I don't even care what the calibers are, I'll take them.

The last set I bought cost me nearly $250.

----------


## TXyakr

> LOL  !!!
> 
> I will buy all the Rossi matched pair sets you can find me at $133!!!
> 
> I don't even care what the calibers are, I'll take them.
> 
> The last set I bought cost me nearly $250.


Prices and availabilty vary widely online versus in stores and even across town from one store to the next, ask any manager at a Wal-Mart they will explain it to you.
One of the local Wal-Marts near me had several of these in stock for only $133, online they are listed for $149 and out of stock. Perhaps I should make some $$ on Flea Bay???
Academy sports has them listed for $170 not sure if they are in stock, but overall with firearms it definitely pays to know people in the business. Being a unconnected "Joe on the street" customer really sucks, also not living in Texas can be difficult I have been told.

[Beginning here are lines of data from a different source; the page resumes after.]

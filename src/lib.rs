//! Geofence monitor library
//!
//! Exposes modules for integration testing and binary reuse.

pub mod domain;
pub mod infra;
pub mod io;
pub mod services;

Edit: I'll run on by there later and double check, there were a bunch of rifles in the case and I was in a hurry I may have been looking at a different tag, but don't think so. If you really "need" one I could ground ship it to you perhaps.

----------


## hunter63

> LOL  !!!
> 
> I will buy all the Rossi matched pair sets you can find me at $133!!!
> 
> I don't even care what the calibers are, I'll take them.
> 
> The last set I bought cost me nearly $250.


Yeah was gonna say.....must have been w a while back.......$250 +/- seems to be normal sale price lately for the Rossi combo's....last couple of years.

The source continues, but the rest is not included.